How dry wastelands and science are changing women's lives in the Sahel

Women's Day March 2011: Equal access to education, training and science and technology: Pathway to decent work for women

35 year old Oumou has 5 children and lives in Sadoré village in Niger. Like other women in the Sahel, she has no or very little inheritance rights, she is not allowed to own agricultural land and she has no voting rights in community matters. Yet she is the one responsible for feeding her family and helping her husband on the farm in addition to her other daily chores of grinding grain, collecting firewood and fetching water.
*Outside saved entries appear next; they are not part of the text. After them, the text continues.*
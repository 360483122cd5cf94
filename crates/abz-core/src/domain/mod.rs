pub mod dataset;
pub mod editor;
pub mod ids;
pub mod mbid;

pub use dataset::{Dataset, DatasetClass};
pub use editor::{EditorConfig, EditorMode};
pub use ids::{ClassKey, ClassKeys, DatasetId, EvalJobId};
pub use mbid::Mbid;
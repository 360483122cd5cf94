use serde::{Deserialize, Serialize};

use crate::backend::ConfigBackend;
use crate::paths::ConfigError;

/// Sección `[server]`: dónde vive el servicio de datasets.
#[derive(Debug, Clone, PartialEq, Eq, Serialize, Deserialize)]
pub struct ServerConfig {
  #[serde(default = "default_base_url")]
  pub base_url: String,

  /// Tiempo máximo por petición, en segundos.
  #[serde(default = "default_timeout_secs")]
  pub timeout_secs: u64,

  /// Token CSRF de la sesión web, si el servidor lo exige.
  #[serde(default, skip_serializing_if = "Option::is_none")]
  pub csrf_token: Option<String>,
}

fn default_base_url() -> String {
  "https://acousticbrainz.org".to_string()
}

fn default_timeout_secs() -> u64 {
  30
}

impl Default for ServerConfig {
  fn default() -> Self {
    ServerConfig { base_url: default_base_url(), timeout_secs: default_timeout_secs(), csrf_token: None }
  }
}

/// Sección `[editor]`.
#[derive(Debug, Clone, PartialEq, Eq, Serialize, Deserialize)]
pub struct EditorSettings {
  /// Visibilidad de los datasets nuevos.
  #[serde(default = "default_true")]
  pub default_public: bool,

  /// Comprobar las reglas de evaluación antes de enviar (solo avisa).
  #[serde(default)]
  pub check_readiness_on_submit: bool,
}

fn default_true() -> bool {
  true
}

impl Default for EditorSettings {
  fn default() -> Self {
    EditorSettings { default_public: true, check_readiness_on_submit: false }
  }
}

/// Sección `[logging]`. `RUST_LOG` tiene prioridad sobre `level`.
#[derive(Debug, Clone, PartialEq, Eq, Serialize, Deserialize)]
pub struct LoggingConfig {
  #[serde(default = "default_level")]
  pub level: String,
}

fn default_level() -> String {
  "info".to_string()
}

impl Default for LoggingConfig {
  fn default() -> Self {
    LoggingConfig { level: default_level() }
  }
}

/// Todas las secciones que usa el editor.
#[derive(Debug, Clone, Default, PartialEq, Eq)]
pub struct AppConfig {
  pub server: ServerConfig,
  pub editor: EditorSettings,
  pub logging: LoggingConfig,
}

impl AppConfig {
  /// Carga cada sección (o su valor por defecto) y vuelve a escribirlas para
  /// que el fichero muestre todas las claves disponibles.
  pub fn load_or_init<B: ConfigBackend>(backend: &B) -> Result<Self, ConfigError> {
    let cfg = Self::load_from(backend)?;
    cfg.save(backend)?;
    Ok(cfg)
  }

  /// Variante sin escritura.
  pub fn load_from<B: ConfigBackend>(backend: &B) -> Result<Self, ConfigError> {
    Ok(AppConfig {
      server: backend.load_section_with_default("server")?,
      editor: backend.load_section_with_default("editor")?,
      logging: backend.load_section_with_default("logging")?,
    })
  }

  pub fn save<B: ConfigBackend>(&self, backend: &B) -> Result<(), ConfigError> {
    backend.save_section("server", &self.server)?;
    backend.save_section("editor", &self.editor)?;
    backend.save_section("logging", &self.logging)
  }
}
use directories::ProjectDirs;
use std::path::{Path, PathBuf};
use thiserror::Error;

/// Variable de entorno que fuerza un directorio base (modo portable, tests).
pub const BASE_DIR_ENV: &str = "ABZ_BASE_DIR";

#[derive(Debug, Error)]
pub enum ConfigError {
  #[error("io error: {0}")]
  Io(#[from] std::io::Error),
  #[error("toml error: {0}")]
  Toml(#[from] toml::de::Error),
  #[error("directories error: could not determine home directory")]
  Directories,
  #[error("other: {0}")]
  Other(String),
}

#[derive(Debug, Clone)]
pub struct AbzPaths {
  pub base_dir: PathBuf,
  pub config_dir: PathBuf,
  pub data_dir: PathBuf,
  pub cache_dir: PathBuf,
}

impl AbzPaths {
  /// Resuelve los directorios: `ABZ_BASE_DIR` si está definida, si no los
  /// del sistema. Crea los que falten.
  pub fn detect() -> Result<Self, ConfigError> {
    match std::env::var(BASE_DIR_ENV) {
      Ok(env_base) => Self::at(Path::new(&env_base)),
      Err(_) => {
        let proj_dirs = ProjectDirs::from("org", "acousticbrainz", "abz").ok_or(ConfigError::Directories)?;
        let paths = Self {
          base_dir: proj_dirs.config_dir().to_path_buf(),
          config_dir: proj_dirs.config_dir().to_path_buf(),
          data_dir: proj_dirs.data_dir().to_path_buf(),
          cache_dir: proj_dirs.cache_dir().to_path_buf(),
        };
        paths.ensure_dirs()?;
        Ok(paths)
      }
    }
  }

  /// Todo cuelga de `base`: `config/`, `data/`, `cache/`.
  pub fn at(base: &Path) -> Result<Self, ConfigError> {
    let paths = Self {
      base_dir: base.to_path_buf(),
      config_dir: base.join("config"),
      data_dir: base.join("data"),
      cache_dir: base.join("cache"),
    };
    paths.ensure_dirs()?;
    Ok(paths)
  }

  fn ensure_dirs(&self) -> Result<(), ConfigError> {
    std::fs::create_dir_all(&self.config_dir)?;
    std::fs::create_dir_all(&self.data_dir)?;
    std::fs::create_dir_all(&self.cache_dir)?;
    Ok(())
  }

  pub fn config_file(&self) -> PathBuf {
    self.config_dir.join("abz.toml")
  }
}
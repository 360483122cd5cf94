// crates/abz-core/src/errors.rs
use thiserror::Error;

use crate::domain::{ClassKey, EvalJobId, Mbid};
use crate::ports::GatewayError;
use crate::wire::JobStatus;

/// Errores de edición del borrador.
///
/// `InvalidIdentifier`, `DuplicateIdentifier` y `MalformedDocument` vienen de
/// datos del usuario o del servidor. `IndexOutOfRange` y `UnknownClass` son
/// errores de lógica del llamador (posición o clave obsoleta).
#[derive(Debug, Clone, PartialEq, Eq, Error)]
pub enum DraftError {
  #[error("malformed dataset document at `{path}`: {reason}")]
  MalformedDocument { path: String, reason: String },

  #[error("class index {index} out of range (dataset has {len} classes)")]
  IndexOutOfRange { index: usize, len: usize },

  #[error("unknown class {0}")]
  UnknownClass(ClassKey),

  #[error("\"{0}\" is not a valid recording MBID")]
  InvalidIdentifier(String),

  #[error("recording {0} is already in this class")]
  DuplicateIdentifier(Mbid),
}

impl DraftError {
  pub(crate) fn malformed(path: impl Into<String>, reason: impl Into<String>) -> Self {
    DraftError::MalformedDocument { path: path.into(), reason: reason.into() }
  }

  /// `true` para errores causados por la entrada del usuario o del servidor,
  /// `false` para usos incorrectos de posiciones o claves.
  pub fn is_user_input(&self) -> bool {
    !matches!(self, DraftError::IndexOutOfRange { .. } | DraftError::UnknownClass(_))
  }
}

/// Problemas detectados al validar el dataset antes de enviarlo o evaluarlo.
#[derive(Debug, Clone, PartialEq, Eq, Error)]
pub enum ValidationError {
  #[error("dataset name is required")]
  NameRequired,

  #[error("dataset name must be at most {max} characters (got {actual})")]
  NameTooLong { max: usize, actual: usize },

  #[error("dataset needs at least {min} classes (has {actual})")]
  NotEnoughClasses { min: usize, actual: usize },

  #[error("class #{position} needs at least {min} recordings (has {actual})")]
  NotEnoughRecordings { position: usize, min: usize, actual: usize },

  #[error("class #{position} has no name")]
  UnnamedClass { position: usize },

  #[error("class #{position} name must be at most {max} characters")]
  ClassNameTooLong { position: usize, max: usize },
}

/// Error genérico del núcleo.
///
/// Las capas superiores (CLI, UI) deberían mapear este error a mensajes de
/// usuario o logs.
#[derive(Debug, Error)]
pub enum CoreError {
  #[error(transparent)]
  Draft(#[from] DraftError),

  #[error("dataset is not valid: {}", join_errors(.0))]
  Invalid(Vec<ValidationError>),

  #[error("gateway error: {0}")]
  Gateway(#[from] GatewayError),

  /// Respuesta de error del servidor, tal cual la devolvió.
  #[error("server rejected dataset: {0}")]
  Rejected(String),

  #[error("edit mode requires a dataset id")]
  MissingDatasetId,

  #[error("evaluation job {0} not found for this dataset")]
  JobNotFound(EvalJobId),

  /// Solo se pueden borrar trabajos que aún no han empezado.
  #[error("evaluation job {job} is {} and can no longer be removed", .status.as_str())]
  JobNotPending { job: EvalJobId, status: JobStatus },
}

fn join_errors(errors: &[ValidationError]) -> String {
  errors.iter().map(ToString::to_string).collect::<Vec<_>>().join("; ")
}
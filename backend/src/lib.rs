pub mod config;
mod infrastructure;

use std::fmt::Write as _;
use std::fs::File;
use std::io::BufReader;

use abz_config::{AbzPaths, AppConfig, TomlConfigBackend};
use abz_core::domain::Dataset;
use abz_core::ports::DatasetGateway;
use abz_core::services::{EditorSession, EvalJobService, check_complete, import_csv};
use abz_core::wire::EvalJob;
use abz_http::HttpGateway;
use anyhow::{Context, bail};
use tracing::{info, warn};

use crate::config::{Cli, Command, editor_config};

/// Runs one command against the dataset service.
pub async fn run(cli: Cli) -> anyhow::Result<()> {
  // --- Configuration ---
  // The config file lives under ABZ_BASE_DIR or the platform config dir.
  let backend = TomlConfigBackend::new(AbzPaths::detect()?);
  let app_cfg = AppConfig::load_or_init(&backend).context("failed to load configuration")?;

  infrastructure::logging::init(&app_cfg.logging);

  let server = cli.server_config(app_cfg.server.clone());
  info!(base_url = %server.base_url, "using dataset service");

  // --- Gateway adapter (HTTP) ---
  let gateway = HttpGateway::new(&server)?;

  match cli.command {
    Command::Show { dataset } => {
      let session = EditorSession::open(editor_config(Some(dataset), &server), gateway).await?;
      print!("{}", summarize(session.store().dataset()));
    }

    Command::Import { csv, name, description, private, dry_run } => {
      let file = File::open(&csv).with_context(|| format!("cannot open {}", csv.display()))?;
      let mut store = import_csv(name, description, BufReader::new(file))?;
      store.set_public(app_cfg.editor.default_public && !private);

      if dry_run {
        println!("{}", serde_json::to_string_pretty(&store.to_submission_payload())?);
        return Ok(());
      }

      let mut session = EditorSession::with_draft(editor_config(None, &server), gateway, store);
      submit(&mut session, app_cfg.editor.check_readiness_on_submit).await?;
    }

    Command::AddRecordings { dataset, class, recordings } => {
      if class == 0 {
        bail!("class positions start at 1");
      }

      let mut session = EditorSession::open(editor_config(Some(dataset), &server), gateway).await?;
      let mut added = 0usize;
      for raw in &recordings {
        match session.store_mut().add_recording(class - 1, raw) {
          Ok(mbid) => {
            added += 1;
            info!(%mbid, "recording added");
          }
          // Bad input is skipped; a bad class position aborts.
          Err(e) if e.is_user_input() => warn!(input = %raw, error = %e, "recording skipped"),
          Err(e) => return Err(e.into()),
        }
      }

      if added == 0 {
        bail!("no recordings were added");
      }
      submit(&mut session, app_cfg.editor.check_readiness_on_submit).await?;
    }

    Command::Check { dataset } => {
      let session = EditorSession::open(editor_config(Some(dataset), &server), gateway).await?;
      match check_complete(session.store().dataset()) {
        Ok(()) => println!("Dataset is ready for evaluation."),
        Err(errors) => {
          for e in &errors {
            println!("- {e}");
          }
          bail!("dataset is not ready for evaluation ({} problems)", errors.len());
        }
      }
    }

    Command::Jobs { dataset, delete } => {
      let service = EvalJobService::new(gateway, server.csrf_token.clone());
      match delete {
        Some(job) => {
          service.delete_pending(dataset, job).await?;
          println!("Evaluation job {job} removed from the queue.");
        }
        None => print!("{}", describe_jobs(&service.list(dataset).await?)),
      }
    }
  }

  Ok(())
}

async fn submit<G: DatasetGateway>(session: &mut EditorSession<G>, check_readiness: bool) -> anyhow::Result<()> {
  if check_readiness {
    if let Err(errors) = check_complete(session.store().dataset()) {
      for e in errors {
        warn!(problem = %e, "dataset cannot be evaluated yet");
      }
    }
  }

  let id = session.submit().await?;
  println!("Dataset saved: {id}");
  Ok(())
}

/// Human-readable listing used by `show`.
fn summarize(ds: &Dataset) -> String {
  let mut out = String::new();
  let _ = writeln!(out, "{} ({})", ds.name, if ds.is_public { "public" } else { "private" });
  if !ds.description.is_empty() {
    let _ = writeln!(out, "{}", ds.description);
  }
  for (i, cls) in ds.classes.iter().enumerate() {
    let _ = writeln!(out, "  {}. {} [{} recordings]", i + 1, cls.display_name(i), cls.recordings.len());
  }
  out
}

/// Listing used by `jobs`, one line per job plus its failure message.
fn describe_jobs(jobs: &[EvalJob]) -> String {
  if jobs.is_empty() {
    return "No evaluation jobs.\n".to_string();
  }

  let mut out = String::new();
  for job in jobs {
    let _ = write!(out, "{} {:<8} created {}", job.id, job.status.as_str(), job.created);
    if let Some(result) = &job.result {
      let _ = write!(out, ", accuracy {:.2}%", result.accuracy);
      if job.outdated {
        out.push_str(" (dataset changed since)");
      }
    }
    out.push('\n');
    if let Some(msg) = job.status_msg.as_deref().filter(|m| !m.is_empty()) {
      let _ = writeln!(out, "    {msg}");
    }
  }
  out
}
use serde_json::Value;
use tracing::debug;

use crate::domain::{ClassKey, ClassKeys, Dataset, DatasetClass, DatasetId, Mbid};
use crate::errors::{DraftError, ValidationError};
use crate::wire::{self, SubmissionPayload};

/// Longitud máxima del nombre del dataset y de cada clase (la misma que
/// acepta el servidor).
pub const NAME_MAX_LEN: usize = 100;

/// Copia de trabajo de un dataset, editada en memoria.
///
/// Cada operación valida todo antes de tocar el estado: o se aplica entera o
/// devuelve un error y el borrador queda igual.
///
/// Las clases se pueden direccionar por posición (lo que ve la UI) o por
/// [`ClassKey`]. Una posición obtenida antes de un `delete_class*` deja de ser
/// válida; la clave no. Las claves solo son únicas dentro de un mismo
/// borrador.
#[derive(Debug, Clone, PartialEq, Default)]
pub struct DatasetDraftStore {
  dataset: Dataset,
  keys: ClassKeys,
}

impl DatasetDraftStore {
  /// Borrador vacío para el modo creación.
  pub fn create_empty() -> Self {
    Self { dataset: Dataset::default(), keys: ClassKeys::new() }
  }

  /// Hidrata el borrador a partir del documento JSON del servidor.
  pub fn load_from(doc: &Value) -> Result<Self, DraftError> {
    let mut keys = ClassKeys::new();
    let dataset = wire::decode_dataset(doc, &mut keys)?;
    debug!(classes = dataset.classes.len(), recordings = dataset.recording_count(), "draft loaded");
    Ok(Self { dataset, keys })
  }

  pub fn load_from_str(doc: &str) -> Result<Self, DraftError> {
    let value: Value = serde_json::from_str(doc).map_err(|e| DraftError::malformed("$", e.to_string()))?;
    Self::load_from(&value)
  }

  /// `keys` debe ser el contador que repartió las claves de `dataset`.
  pub(crate) fn from_parts(dataset: Dataset, keys: ClassKeys) -> Self {
    Self { dataset, keys }
  }

  // -------- QUERY --------

  pub fn dataset(&self) -> &Dataset {
    &self.dataset
  }

  pub fn into_dataset(self) -> Dataset {
    self.dataset
  }

  pub fn classes(&self) -> &[DatasetClass] {
    &self.dataset.classes
  }

  pub fn len(&self) -> usize {
    self.dataset.classes.len()
  }

  pub fn is_empty(&self) -> bool {
    self.dataset.classes.is_empty()
  }

  pub fn class(&self, index: usize) -> Result<&DatasetClass, DraftError> {
    let len = self.len();
    self.dataset.classes.get(index).ok_or(DraftError::IndexOutOfRange { index, len })
  }

  pub fn class_by_key(&self, key: ClassKey) -> Result<&DatasetClass, DraftError> {
    self.dataset.classes.iter().find(|c| c.key == key).ok_or(DraftError::UnknownClass(key))
  }

  /// Posición actual de la clase con esa clave.
  pub fn position_of(&self, key: ClassKey) -> Option<usize> {
    self.dataset.classes.iter().position(|c| c.key == key)
  }

  pub fn key_at(&self, index: usize) -> Result<ClassKey, DraftError> {
    self.class(index).map(|c| c.key)
  }

  // -------- COMMAND --------

  /// Sin validación: el nombre vacío se permite hasta el envío.
  pub fn update_details(&mut self, name: impl Into<String>, description: impl Into<String>) {
    self.dataset.name = name.into();
    self.dataset.description = description.into();
  }

  pub fn set_public(&mut self, is_public: bool) {
    self.dataset.is_public = is_public;
  }

  /// Guarda el id asignado por el servidor. Una vez asignado no cambia:
  /// devuelve `false` si ya había uno.
  pub fn assign_id(&mut self, id: DatasetId) -> bool {
    if self.dataset.id.is_some() {
      return false;
    }
    self.dataset.id = Some(id);
    true
  }

  /// Añade una clase vacía al final y devuelve su clave.
  pub fn add_class(&mut self) -> ClassKey {
    let key = self.keys.next_key();
    self.dataset.classes.push(DatasetClass::new(key));
    debug!(%key, position = self.len() - 1, "class added");
    key
  }

  /// Reemplaza nombre, descripción y grabaciones de la clase en `index`.
  pub fn update_class<I, S>(
    &mut self,
    index: usize,
    name: impl Into<String>,
    description: impl Into<String>,
    recordings: I,
  ) -> Result<(), DraftError>
  where
    I: IntoIterator<Item = S>,
    S: AsRef<str>,
  {
    let key = self.key_at(index)?;
    self.update_class_by_key(key, name, description, recordings)
  }

  pub fn update_class_by_key<I, S>(
    &mut self,
    key: ClassKey,
    name: impl Into<String>,
    description: impl Into<String>,
    recordings: I,
  ) -> Result<(), DraftError>
  where
    I: IntoIterator<Item = S>,
    S: AsRef<str>,
  {
    let position = self.position_of(key).ok_or(DraftError::UnknownClass(key))?;
    let recordings = parse_unique(recordings)?;

    let cls = &mut self.dataset.classes[position];
    cls.name = name.into();
    cls.description = description.into();
    cls.recordings = recordings;
    debug!(%key, position, recordings = cls.recordings.len(), "class updated");
    Ok(())
  }

  /// Borra la clase en `index`; las siguientes bajan una posición.
  pub fn delete_class(&mut self, index: usize) -> Result<DatasetClass, DraftError> {
    let key = self.key_at(index)?;
    self.delete_class_by_key(key)
  }

  pub fn delete_class_by_key(&mut self, key: ClassKey) -> Result<DatasetClass, DraftError> {
    let position = self.position_of(key).ok_or(DraftError::UnknownClass(key))?;
    let removed = self.dataset.classes.remove(position);
    debug!(%key, position, "class deleted");
    Ok(removed)
  }

  /// Interpreta `raw` (MBID o URL de MusicBrainz) y lo añade al final de la clase.
  pub fn add_recording(&mut self, class_index: usize, raw: &str) -> Result<Mbid, DraftError> {
    let key = self.key_at(class_index)?;
    self.add_recording_by_key(key, raw)
  }

  pub fn add_recording_by_key(&mut self, key: ClassKey, raw: &str) -> Result<Mbid, DraftError> {
    let position = self.position_of(key).ok_or(DraftError::UnknownClass(key))?;
    let mbid = Mbid::parse(raw)?;

    let cls = &mut self.dataset.classes[position];
    if cls.contains(&mbid) {
      return Err(DraftError::DuplicateIdentifier(mbid));
    }
    cls.recordings.push(mbid.clone());
    debug!(%key, %mbid, "recording added");
    Ok(mbid)
  }

  /// Quita la primera aparición de `mbid`. Si no está, no hace nada y
  /// devuelve `Ok(false)`.
  pub fn remove_recording(&mut self, class_index: usize, mbid: &str) -> Result<bool, DraftError> {
    let key = self.key_at(class_index)?;
    self.remove_recording_by_key(key, mbid)
  }

  pub fn remove_recording_by_key(&mut self, key: ClassKey, mbid: &str) -> Result<bool, DraftError> {
    let position = self.position_of(key).ok_or(DraftError::UnknownClass(key))?;
    let Ok(mbid) = Mbid::parse(mbid) else {
      return Ok(false);
    };

    let cls = &mut self.dataset.classes[position];
    match cls.recordings.iter().position(|r| *r == mbid) {
      Some(i) => {
        cls.recordings.remove(i);
        debug!(%key, %mbid, "recording removed");
        Ok(true)
      }
      None => Ok(false),
    }
  }

  // -------- SUBMIT --------

  /// Comprobaciones previas al envío: solo el nombre del dataset.
  ///
  /// No exige grabaciones en cada clase; eso lo decide el servidor o
  /// [`check_complete`](crate::services::readiness::check_complete).
  pub fn validate_for_submit(&self) -> Result<(), Vec<ValidationError>> {
    let mut errors = Vec::new();
    let name = &self.dataset.name;
    if name.trim().is_empty() {
      errors.push(ValidationError::NameRequired);
    } else {
      // el payload lleva el nombre sin recortar
      let actual = name.chars().count();
      if actual > NAME_MAX_LEN {
        errors.push(ValidationError::NameTooLong { max: NAME_MAX_LEN, actual });
      }
    }

    if errors.is_empty() { Ok(()) } else { Err(errors) }
  }

  pub fn to_submission_payload(&self) -> SubmissionPayload {
    SubmissionPayload::from(&self.dataset)
  }
}

/// Valida y normaliza una lista de grabaciones, rechazando repetidas.
fn parse_unique<I, S>(raw: I) -> Result<Vec<Mbid>, DraftError>
where
  I: IntoIterator<Item = S>,
  S: AsRef<str>,
{
  let mut out: Vec<Mbid> = Vec::new();
  for r in raw {
    let mbid = Mbid::parse(r.as_ref())?;
    if out.contains(&mbid) {
      return Err(DraftError::DuplicateIdentifier(mbid));
    }
    out.push(mbid);
  }
  Ok(out)
}
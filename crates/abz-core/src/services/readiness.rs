use crate::domain::Dataset;
use crate::errors::ValidationError;
use crate::services::draft_store::NAME_MAX_LEN;

pub const MIN_CLASSES: usize = 2;
pub const MIN_RECORDINGS_IN_CLASS: usize = 2;

/// Reglas de un dataset "completo", el mínimo que necesita el servidor para
/// lanzar una evaluación.
///
/// Es independiente de `validate_for_submit`: un dataset se puede guardar sin
/// cumplir esto.
pub fn check_complete(dataset: &Dataset) -> Result<(), Vec<ValidationError>> {
  let mut errors = Vec::new();

  if dataset.classes.len() < MIN_CLASSES {
    errors.push(ValidationError::NotEnoughClasses { min: MIN_CLASSES, actual: dataset.classes.len() });
  }

  for (i, cls) in dataset.classes.iter().enumerate() {
    let position = i + 1;
    let name = cls.name.trim();
    if name.is_empty() {
      errors.push(ValidationError::UnnamedClass { position });
    } else if name.chars().count() > NAME_MAX_LEN {
      errors.push(ValidationError::ClassNameTooLong { position, max: NAME_MAX_LEN });
    }

    if cls.recordings.len() < MIN_RECORDINGS_IN_CLASS {
      errors.push(ValidationError::NotEnoughRecordings {
        position,
        min: MIN_RECORDINGS_IN_CLASS,
        actual: cls.recordings.len(),
      });
    }
  }

  if errors.is_empty() { Ok(()) } else { Err(errors) }
}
Her husband is a millet farmer but frequent droughts meant the family often went hungry. In 2007 Oumou decided to change her life. She joined a women's association and started learning how to farm on the dry wastelands of the Sahel. Sadoré women's association has 100 members and all of them now have something they never had before. The right to own land and make their own income from it.

Bioreclamation of Degraded Lands

The Sudano Sahel is a very vast area just south of the Sahara receiving 300-800 mm of rain/year. Sahelian farmers are among the poorest population on earth. More than 50% of the Sudano Sahelian land is degraded and not suitable for cultivation. In most cases the degraded land is composed of crusted lateritic soils impermeable to water. This scarcity of cultivable land means food insecurity and poor nutrition, a matter made worse by the rapidly growing population in this region.

ICRISAT (International Crops Research Institute for the Semi Arid Tropics) is the only international agriculture research institute with a permanent presence in the Sahel. ICRISAT-Niger has developed new ways to use this otherwise 'waste' land to improve food production and nutrition at the same time as improving women's status and income. In the Bioreclamation of Degraded Lands (BDL) system, women learn how to use degraded land to produce high value hardy rain-fed fruit trees and vegetables.

Women's Empowerment

For most women in the Sahel, if the husband passes away his closest family or his male children inherit his possessions. If a woman starts a vegetable garden and it proves successful, the husband can expel his wife from the garden and take it over.

Women are also denied the right to own croplands. The degraded lands however are communal lands owned by the village under the authority of the village chief. He can allot the "waste land" to organized women groups resulting in women ownership of land.

Once a women's association is registered, it can negotiate the ownership of a parcel of degraded land with the help of NGOs or CBOs. The association leases each of its members a plot of land in the BDL. The degraded lands are allotted to the association, not to individual women. So, husbands can no longer take over from their wives' successful economic activities since the land belongs to the association.

Degraded lands are scarified to break down the surface crust. Micro-catchments (called demi-lunes in the Sahel) are built to store run-off water. Following a rainstorm the deep-rooted trees planted in the demi-lunes use this stored water for a long period of time until the following rainstorm.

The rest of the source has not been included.